### EXTRACTED INFORMATION

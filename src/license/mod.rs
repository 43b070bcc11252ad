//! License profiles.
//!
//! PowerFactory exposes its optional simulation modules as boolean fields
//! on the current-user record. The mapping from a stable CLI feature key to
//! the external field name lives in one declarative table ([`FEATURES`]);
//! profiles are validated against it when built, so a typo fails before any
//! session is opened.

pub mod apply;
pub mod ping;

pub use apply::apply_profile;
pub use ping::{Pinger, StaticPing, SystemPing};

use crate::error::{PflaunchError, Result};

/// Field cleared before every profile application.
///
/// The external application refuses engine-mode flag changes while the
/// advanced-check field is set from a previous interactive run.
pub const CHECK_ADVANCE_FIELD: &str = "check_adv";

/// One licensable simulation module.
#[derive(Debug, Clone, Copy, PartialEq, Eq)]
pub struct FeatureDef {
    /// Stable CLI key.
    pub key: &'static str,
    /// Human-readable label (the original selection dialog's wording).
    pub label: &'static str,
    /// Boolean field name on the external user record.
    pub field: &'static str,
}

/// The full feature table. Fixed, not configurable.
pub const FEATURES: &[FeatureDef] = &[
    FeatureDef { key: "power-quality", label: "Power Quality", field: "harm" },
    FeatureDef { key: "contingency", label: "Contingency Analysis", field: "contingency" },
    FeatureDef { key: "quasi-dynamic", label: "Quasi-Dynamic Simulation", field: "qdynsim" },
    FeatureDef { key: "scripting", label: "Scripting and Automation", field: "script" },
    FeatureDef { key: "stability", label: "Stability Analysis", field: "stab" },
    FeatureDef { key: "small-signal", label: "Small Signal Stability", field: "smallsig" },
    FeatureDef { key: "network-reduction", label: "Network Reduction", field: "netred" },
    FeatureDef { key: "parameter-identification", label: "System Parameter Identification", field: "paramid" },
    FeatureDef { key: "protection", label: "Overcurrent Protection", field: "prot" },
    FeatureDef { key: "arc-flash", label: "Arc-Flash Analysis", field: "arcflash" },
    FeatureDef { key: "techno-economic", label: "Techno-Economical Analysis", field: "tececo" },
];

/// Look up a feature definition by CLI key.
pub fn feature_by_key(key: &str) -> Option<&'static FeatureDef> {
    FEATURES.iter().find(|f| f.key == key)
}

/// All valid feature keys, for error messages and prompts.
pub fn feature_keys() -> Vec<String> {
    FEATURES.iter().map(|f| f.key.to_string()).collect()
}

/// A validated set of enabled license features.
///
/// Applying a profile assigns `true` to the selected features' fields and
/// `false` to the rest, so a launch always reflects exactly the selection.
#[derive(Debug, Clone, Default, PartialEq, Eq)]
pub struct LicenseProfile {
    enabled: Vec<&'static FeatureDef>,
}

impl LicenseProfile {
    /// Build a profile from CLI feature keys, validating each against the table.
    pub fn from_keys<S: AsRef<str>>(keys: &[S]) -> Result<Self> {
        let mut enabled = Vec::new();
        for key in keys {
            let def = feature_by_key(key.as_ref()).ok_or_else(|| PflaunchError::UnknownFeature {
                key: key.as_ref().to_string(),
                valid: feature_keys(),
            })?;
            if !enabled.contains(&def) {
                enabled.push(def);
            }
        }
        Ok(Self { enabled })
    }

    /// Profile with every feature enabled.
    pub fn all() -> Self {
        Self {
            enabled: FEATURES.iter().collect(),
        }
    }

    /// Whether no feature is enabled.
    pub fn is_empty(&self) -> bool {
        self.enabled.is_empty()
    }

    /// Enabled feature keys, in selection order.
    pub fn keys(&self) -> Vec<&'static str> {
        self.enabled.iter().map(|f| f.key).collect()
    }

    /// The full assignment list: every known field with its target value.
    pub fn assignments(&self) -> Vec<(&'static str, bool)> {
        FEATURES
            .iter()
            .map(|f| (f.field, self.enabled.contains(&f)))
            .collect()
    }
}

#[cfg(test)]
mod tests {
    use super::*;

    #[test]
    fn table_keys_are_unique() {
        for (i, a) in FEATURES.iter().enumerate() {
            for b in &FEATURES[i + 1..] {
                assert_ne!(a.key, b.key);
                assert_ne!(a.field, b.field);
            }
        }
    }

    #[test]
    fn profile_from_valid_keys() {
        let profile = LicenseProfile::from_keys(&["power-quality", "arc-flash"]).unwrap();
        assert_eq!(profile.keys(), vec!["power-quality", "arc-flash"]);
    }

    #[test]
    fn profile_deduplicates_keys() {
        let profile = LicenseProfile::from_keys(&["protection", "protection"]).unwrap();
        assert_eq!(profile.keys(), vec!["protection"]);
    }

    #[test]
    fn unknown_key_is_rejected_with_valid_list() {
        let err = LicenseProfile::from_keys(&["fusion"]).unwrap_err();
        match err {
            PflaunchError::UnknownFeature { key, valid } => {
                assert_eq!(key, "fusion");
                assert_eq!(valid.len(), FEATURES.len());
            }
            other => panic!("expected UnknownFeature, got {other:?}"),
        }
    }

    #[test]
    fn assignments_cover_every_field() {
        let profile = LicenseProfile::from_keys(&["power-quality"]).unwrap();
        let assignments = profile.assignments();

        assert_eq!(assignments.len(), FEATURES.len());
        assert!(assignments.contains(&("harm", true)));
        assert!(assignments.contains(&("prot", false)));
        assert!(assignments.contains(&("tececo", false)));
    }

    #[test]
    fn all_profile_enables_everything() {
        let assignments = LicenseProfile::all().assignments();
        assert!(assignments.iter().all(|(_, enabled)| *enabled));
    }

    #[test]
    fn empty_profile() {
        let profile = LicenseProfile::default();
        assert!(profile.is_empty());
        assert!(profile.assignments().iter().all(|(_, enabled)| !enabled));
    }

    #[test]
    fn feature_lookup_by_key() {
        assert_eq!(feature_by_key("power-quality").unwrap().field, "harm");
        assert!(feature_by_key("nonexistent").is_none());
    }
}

######

→ **YOUR ASSIGNMENT**
Output each entry once again, exactly as shown above.

→ **OUTPUT OF THE EXERCISE**
filename src/license/mod.rs
repository 43b070bcc11252ad
//! License profiles.
//!
//! PowerFactory exposes its optional simulation modules as boolean fields
//! on the current-user record. The mapping from a stable CLI feature key to
//! the external field name lives in one declarative table ([`FEATURES`]);
//! profiles are validated against it when built, so a typo fails before any
//! session is opened.

pub mod apply;
pub mod ping;

pub use apply::apply_profile;
pub use ping::{Pinger, StaticPing, SystemPing};

use crate::error::{PflaunchError, Result};

/// Field cleared before every profile application.
///
/// The external application refuses engine-mode flag changes while the
/// advanced-check field is set from a previous interactive run.
pub const CHECK_ADVANCE_FIELD: &str = "check_adv";

/// One licensable simulation module.
#[derive(Debug, Clone, Copy, PartialEq, Eq)]
pub struct FeatureDef {
    /// Stable CLI key.
    pub key: &'static str,
    /// Human-readable label (the original selection dialog's wording).
    pub label: &'static str,
    /// Boolean field name on the external user record.
    pub field: &'static str,
}

/// The full feature table. Fixed, not configurable.
pub const FEATURES: &[FeatureDef] = &[
    FeatureDef { key: "power-quality", label: "Power Quality", field: "harm" },
    FeatureDef { key: "contingency", label: "Contingency Analysis", field: "contingency" },
    FeatureDef { key: "quasi-dynamic", label: "Quasi-Dynamic Simulation", field: "qdynsim" },
    FeatureDef { key: "scripting", label: "Scripting and Automation", field: "script" },
    FeatureDef { key: "stability", label: "Stability Analysis", field: "stab" },
    FeatureDef { key: "small-signal", label: "Small Signal Stability", field: "smallsig" },
    FeatureDef { key: "network-reduction", label: "Network Reduction", field: "netred" },
    FeatureDef { key: "parameter-identification", label: "System Parameter Identification", field: "paramid" },
    FeatureDef { key: "protection", label: "Overcurrent Protection", field: "prot" },
    FeatureDef { key: "arc-flash", label: "Arc-Flash Analysis", field: "arcflash" },
    FeatureDef { key: "techno-economic", label: "Techno-Economical Analysis", field: "tececo" },
];

/// Look up a feature definition by CLI key.
pub fn feature_by_key(key: &str) -> Option<&'static FeatureDef> {
    FEATURES.iter().find(|f| f.key == key)
}

/// All valid feature keys, for error messages and prompts.
pub fn feature_keys() -> Vec<String> {
    FEATURES.iter().map(|f| f.key.to_string()).collect()
}

/// A validated set of enabled license features.
///
/// Applying a profile assigns `true` to the selected features' fields and
/// `false` to the rest, so a launch always reflects exactly the selection.
#[derive(Debug, Clone, Default, PartialEq, Eq)]
pub struct LicenseProfile {
    enabled: Vec<&'static FeatureDef>,
}

impl LicenseProfile {
    /// Build a profile from CLI feature keys, validating each against the table.
    pub fn from_keys<S: AsRef<str>>(keys: &[S]) -> Result<Self> {
        let mut enabled = Vec::new();
        for key in keys {
            let def = feature_by_key(key.as_ref()).ok_or_else(|| PflaunchError::UnknownFeature {
                key: key.as_ref().to_string(),
                valid: feature_keys(),
            })?;
            if !enabled.contains(&def) {
                enabled.push(def);
            }
        }
        Ok(Self { enabled })
    }

    /// Profile with every feature enabled.
    pub fn all() -> Self {
        Self {
            enabled: FEATURES.iter().collect(),
        }
    }

    /// Whether no feature is enabled.
    pub fn is_empty(&self) -> bool {
        self.enabled.is_empty()
    }

    /// Enabled feature keys, in selection order.
    pub fn keys(&self) -> Vec<&'static str> {
        self.enabled.iter().map(|f| f.key).collect()
    }

    /// The full assignment list: every known field with its target value.
    pub fn assignments(&self) -> Vec<(&'static str, bool)> {
        FEATURES
            .iter()
            .map(|f| (f.field, self.enabled.contains(&f)))
            .collect()
    }
}

#[cfg(test)]
mod tests {
    use super::*;

    #[test]
    fn table_keys_are_unique() {
        for (i, a) in FEATURES.iter().enumerate() {
            for b in &FEATURES[i + 1..] {
                assert_ne!(a.key, b.key);
                assert_ne!(a.field, b.field);
            }
        }
    }

    #[test]
    fn profile_from_valid_keys() {
        let profile = LicenseProfile::from_keys(&["power-quality", "arc-flash"]).unwrap();
        assert_eq!(profile.keys(), vec!["power-quality", "arc-flash"]);
    }

    #[test]
    fn profile_deduplicates_keys() {
        let profile = LicenseProfile::from_keys(&["protection", "protection"]).unwrap();
        assert_eq!(profile.keys(), vec!["protection"]);
    }

    #[test]
    fn unknown_key_is_rejected_with_valid_list() {
        let err = LicenseProfile::from_keys(&["fusion"]).unwrap_err();
        match err {
            PflaunchError::UnknownFeature { key, valid } => {
                assert_eq!(key, "fusion");
                assert_eq!(valid.len(), FEATURES.len());
            }
            other => panic!("expected UnknownFeature, got {other:?}"),
        }
    }

    #[test]
    fn assignments_cover_every_field() {
        let profile = LicenseProfile::from_keys(&["power-quality"]).unwrap();
        let assignments = profile.assignments();

        assert_eq!(assignments.len(), FEATURES.len());
        assert!(assignments.contains(&("harm", true)));
        assert!(assignments.contains(&("prot", false)));
        assert!(assignments.contains(&("tececo", false)));
    }

    #[test]
    fn all_profile_enables_everything() {
        let assignments = LicenseProfile::all().assignments();
        assert!(assignments.iter().all(|(_, enabled)| *enabled));
    }

    #[test]
    fn empty_profile() {
        let profile = LicenseProfile::default();
        assert!(profile.is_empty());
        assert!(profile.assignments().iter().all(|(_, enabled)| !enabled));
    }

    #[test]
    fn feature_lookup_by_key() {
        assert_eq!(feature_by_key("power-quality").unwrap().field, "harm");
        assert!(feature_by_key("nonexistent").is_none());
    }
}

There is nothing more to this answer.